Comparative and Functional Genomics
Volume 2007 (2007), Article ID 47304, 7 pages
doi:10.1155/2007/47304

Meeting Report

eGenomics: Cataloguing Our Complete Genome Collection III

Dawn Field, George Garrity, Tanya Gray, Jeremy Selengut, Peter Sterk, Nick Thomson, Tatiana Tatusova, Guy Cochrane, Frank Oliver Glöckner, Renzo Kottmann, Allyson L. Lister, Yoshio Tateno, and Robert Vaughan

This 3rd workshop of the Genomic Standards Consortium was divided into two parts. The first half of the three-day workshop was dedicated to reviewing the genomic diversity of our current and future genome and metagenome collection, and exploring linkages to a series of existing projects through formal presentations. The second half was dedicated to strategic discussions.
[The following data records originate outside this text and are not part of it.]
use log::trace;
use serde::Serialize;

use crate::allocator::{acquire_frame, FrameRequest, FrameSource};
use crate::constants::*;
use crate::error::VmError;
use crate::memory::{BackingStore, Disk, PhysicalMemory};
use crate::translation::{extend_path, VirtualAddress};

/// Counters over the lifetime of a [`VirtualMemory`]
#[derive(Debug, Default, Clone, Copy, PartialEq, Eq, Serialize)]
pub struct Stats {
    pub reads: u64,
    pub writes: u64,
    /// Reads and writes that returned an error
    pub rejected: u64,
    /// Missing table entries filled during translation
    pub faults: u64,
    pub free_reuses: u64,
    pub unused_frames: u64,
    pub evictions: u64,
}

/// Virtual memory backed by a page-table tree in a fixed pool of frames.
///
/// Frame 0 is the root directory. Every other frame is a directory, a
/// resident page, or free (all zeros); roles are never stored elsewhere.
pub struct VirtualMemory<S: BackingStore = Disk> {
    geometry: Geometry,
    memory: PhysicalMemory,
    store: S,
    stats: Stats,
}

impl VirtualMemory<Disk> {
    pub fn new(geometry: Geometry) -> Self {
        Self::with_store(geometry, Disk::new())
    }
}

impl<S: BackingStore> VirtualMemory<S> {
    /// Build an initialized address space over `store`
    pub fn with_store(geometry: Geometry, store: S) -> Self {
        let mut vm = VirtualMemory {
            geometry,
            memory: PhysicalMemory::new(&geometry),
            store,
            stats: Stats::default(),
        };
        vm.initialize();
        vm
    }

    /// Zero the root directory and drop all swapped-out pages, leaving
    /// every virtual page unmapped and reading as zero
    pub fn initialize(&mut self) {
        self.memory.clear_frame(0);
        self.store.clear();
    }

    pub fn read(&mut self, address: u64) -> Result<Word, VmError> {
        let physical = self.checked_translate(address)?;
        self.stats.reads += 1;
        Ok(self.memory.read(physical))
    }

    pub fn write(&mut self, address: u64, value: Word) -> Result<(), VmError> {
        let physical = self.checked_translate(address)?;
        self.stats.writes += 1;
        self.memory.write(physical, value);
        Ok(())
    }

    /// Physical address of `address`, mapping any missing tables on the way
    pub fn translate(&mut self, address: u64) -> Result<u64, VmError> {
        let limit = self.geometry.virtual_memory_size();
        if address >= limit {
            return Err(VmError::AddressOutOfRange { address, limit });
        }

        let va = VirtualAddress::decompose(&self.geometry, address);
        let mut frame: FrameIndex = 0;

        for level in 0..self.geometry.tables_depth() {
            let slot = self.memory.frame_to_address(frame) + va.index(level);
            let entry = self.memory.read(slot);

            frame = if entry == 0 {
                // The directory being extended must survive this allocation
                let request = FrameRequest { page: va.page, level, forbidden: frame, slot };
                let acquired = acquire_frame(&mut self.memory, &mut self.store, &self.geometry, &request)?;
                self.record(acquired.source);
                acquired.frame
            } else {
                entry as FrameIndex
            };
        }

        let physical = self.memory.frame_to_address(frame) + va.offset;
        trace!("{} -> PA {}", va, physical);
        Ok(physical)
    }

    fn checked_translate(&mut self, address: u64) -> Result<u64, VmError> {
        self.translate(address).inspect_err(|_| self.stats.rejected += 1)
    }

    fn record(&mut self, source: FrameSource) {
        self.stats.faults += 1;
        match source {
            FrameSource::Free => self.stats.free_reuses += 1,
            FrameSource::Unused => self.stats.unused_frames += 1,
            FrameSource::Evicted { .. } => self.stats.evictions += 1,
        }
    }

    /// Every mapped page as `(page, frame)`, in tree order
    pub fn resident_pages(&self) -> Vec<(PageNumber, FrameIndex)> {
        let mut pages = Vec::new();
        self.collect_pages(0, 0, 0, &mut pages);
        pages
    }

    fn collect_pages(&self, frame: FrameIndex, level: u32, path: PageNumber, out: &mut Vec<(PageNumber, FrameIndex)>) {
        let base = self.memory.frame_to_address(frame);
        for index in 0..self.geometry.page_size() {
            let entry = self.memory.read(base + index);
            if entry == 0 {
                continue;
            }
            let path = extend_path(&self.geometry, path, index);
            if level + 1 == self.geometry.tables_depth() {
                out.push((path, entry as FrameIndex));
            } else {
                self.collect_pages(entry as FrameIndex, level + 1, path, out);
            }
        }
    }

    pub fn geometry(&self) -> &Geometry {
        &self.geometry
    }

    pub fn memory(&self) -> &PhysicalMemory {
        &self.memory
    }

    pub fn store(&self) -> &S {
        &self.store
    }

    pub fn stats(&self) -> Stats {
        self.stats
    }
}
//! Frame acquisition for missing page-table entries.
//!
//! A missing entry is filled by one of three sources, in priority order:
//! an empty directory frame found in the tree, the lowest never-used frame
//! index, or the resident page furthest (cyclically) from the faulting page.
//! All three are discovered by a single depth-first walk from the root.

use log::{debug, trace};

use crate::constants::*;
use crate::error::VmError;
use crate::memory::{BackingStore, PhysicalMemory};
use crate::translation::{cyclic_distance, extend_path};

/// A request to fill the empty directory entry at `slot`.
#[derive(Debug, Clone, Copy, PartialEq, Eq)]
pub struct FrameRequest {
    /// Page being translated
    pub page: PageNumber,
    /// Level of the directory that holds `slot`
    pub level: u32,
    /// Frame that must not be reclaimed while serving this request
    pub forbidden: FrameIndex,
    /// Physical address of the entry to fill (currently 0)
    pub slot: u64,
}

#[derive(Debug, Clone, Copy, PartialEq, Eq)]
pub enum FrameSource {
    /// An empty directory unlinked from its parent
    Free,
    /// A frame index no table has referenced yet
    Unused,
    /// A leaf frame whose page was written to the backing store
    Evicted { page: PageNumber },
}

#[derive(Debug, Clone, Copy, PartialEq, Eq)]
pub struct Acquired {
    pub frame: FrameIndex,
    pub source: FrameSource,
}

#[derive(Debug, Clone, Copy, PartialEq, Eq)]
struct Victim {
    distance: u64,
    page: PageNumber,
    parent_slot: u64,
    frame: FrameIndex,
}

/// Everything the three-tier policy needs, gathered in one tree walk
#[derive(Debug)]
struct FrameSearch {
    page: PageNumber,
    forbidden: FrameIndex,
    free: Option<(FrameIndex, u64)>,
    max_frame: FrameIndex,
    victim: Option<Victim>,
}

impl FrameSearch {
    fn run(memory: &PhysicalMemory, geometry: &Geometry, page: PageNumber, forbidden: FrameIndex) -> Self {
        let mut search = FrameSearch {
            page,
            forbidden,
            free: None,
            max_frame: 0,
            victim: None,
        };
        search.visit(memory, geometry, 0, 0, 0, None);
        search
    }

    /// Walk the directory `frame` at `level`. Returns true once a free
    /// directory has been found, which ends the whole search.
    fn visit(
        &mut self,
        memory: &PhysicalMemory,
        geometry: &Geometry,
        frame: FrameIndex,
        level: u32,
        path: PageNumber,
        parent_slot: Option<u64>,
    ) -> bool {
        let base = memory.frame_to_address(frame);
        let mut empty = true;

        for index in 0..geometry.page_size() {
            let entry = memory.read(base + index);
            if entry == 0 {
                continue;
            }
            empty = false;

            let child = entry as FrameIndex;
            self.max_frame = self.max_frame.max(child);
            let child_path = extend_path(geometry, path, index);

            if level + 1 == geometry.tables_depth() {
                self.consider_victim(geometry, child_path, base + index, child);
            } else if self.visit(memory, geometry, child, level + 1, child_path, Some(base + index)) {
                return true;
            }
        }

        // The root has no parent slot and is never reclaimed
        match parent_slot {
            Some(slot) if empty && frame != self.forbidden => {
                self.free = Some((frame, slot));
                true
            }
            _ => false,
        }
    }

    fn consider_victim(&mut self, geometry: &Geometry, page: PageNumber, parent_slot: u64, frame: FrameIndex) {
        let distance = cyclic_distance(geometry, self.page, page);
        // Strictly greater: the first maximum seen wins
        if self.victim.is_none_or(|v| distance > v.distance) {
            self.victim = Some(Victim { distance, page, parent_slot, frame });
        }
    }
}

/// Obtain a frame for `request.slot`, link it in, and prepare its content:
/// a leaf is restored from `store`, a directory is zeroed.
pub fn acquire_frame<S: BackingStore>(
    memory: &mut PhysicalMemory,
    store: &mut S,
    geometry: &Geometry,
    request: &FrameRequest,
) -> Result<Acquired, VmError> {
    let search = FrameSearch::run(memory, geometry, request.page, request.forbidden);

    let acquired = if let Some((frame, parent_slot)) = search.free {
        trace!("reusing empty directory frame {} for page {}", frame, request.page);
        memory.write(parent_slot, 0);
        Acquired { frame, source: FrameSource::Free }
    } else if search.max_frame + 1 < geometry.num_frames() {
        let frame = search.max_frame + 1;
        trace!("taking unused frame {} for page {}", frame, request.page);
        Acquired { frame, source: FrameSource::Unused }
    } else {
        let victim = search.victim.ok_or(VmError::NoEvictableFrame { page: request.page })?;
        debug!(
            "evicting page {} from frame {} (distance {} from page {})",
            victim.page, victim.frame, victim.distance, request.page
        );
        store.evict(memory, victim.frame, victim.page);
        memory.write(victim.parent_slot, 0);
        Acquired {
            frame: victim.frame,
            source: FrameSource::Evicted { page: victim.page },
        }
    };

    memory.write(request.slot, acquired.frame as Word);
    if request.level + 1 == geometry.tables_depth() {
        store.restore(memory, acquired.frame, request.page);
    } else {
        memory.clear_frame(acquired.frame);
    }

    Ok(acquired)
}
Outcomes of the workshop include a revised “Minimum Information about a Genome Sequence” (MIGS) specification (v1.1), consensus on a variety of features to be added to the Genome Catalogue (GCat), agreement by several researchers to adopt MIGS for imminent genome publications, and an agreement by the EBI and NCBI to input their genome collections into GCat for the purpose of quantifying the amount of optional data already available (e.g., for geographic location coordinates) and working towards a single, global list of all public genomes and metagenomes.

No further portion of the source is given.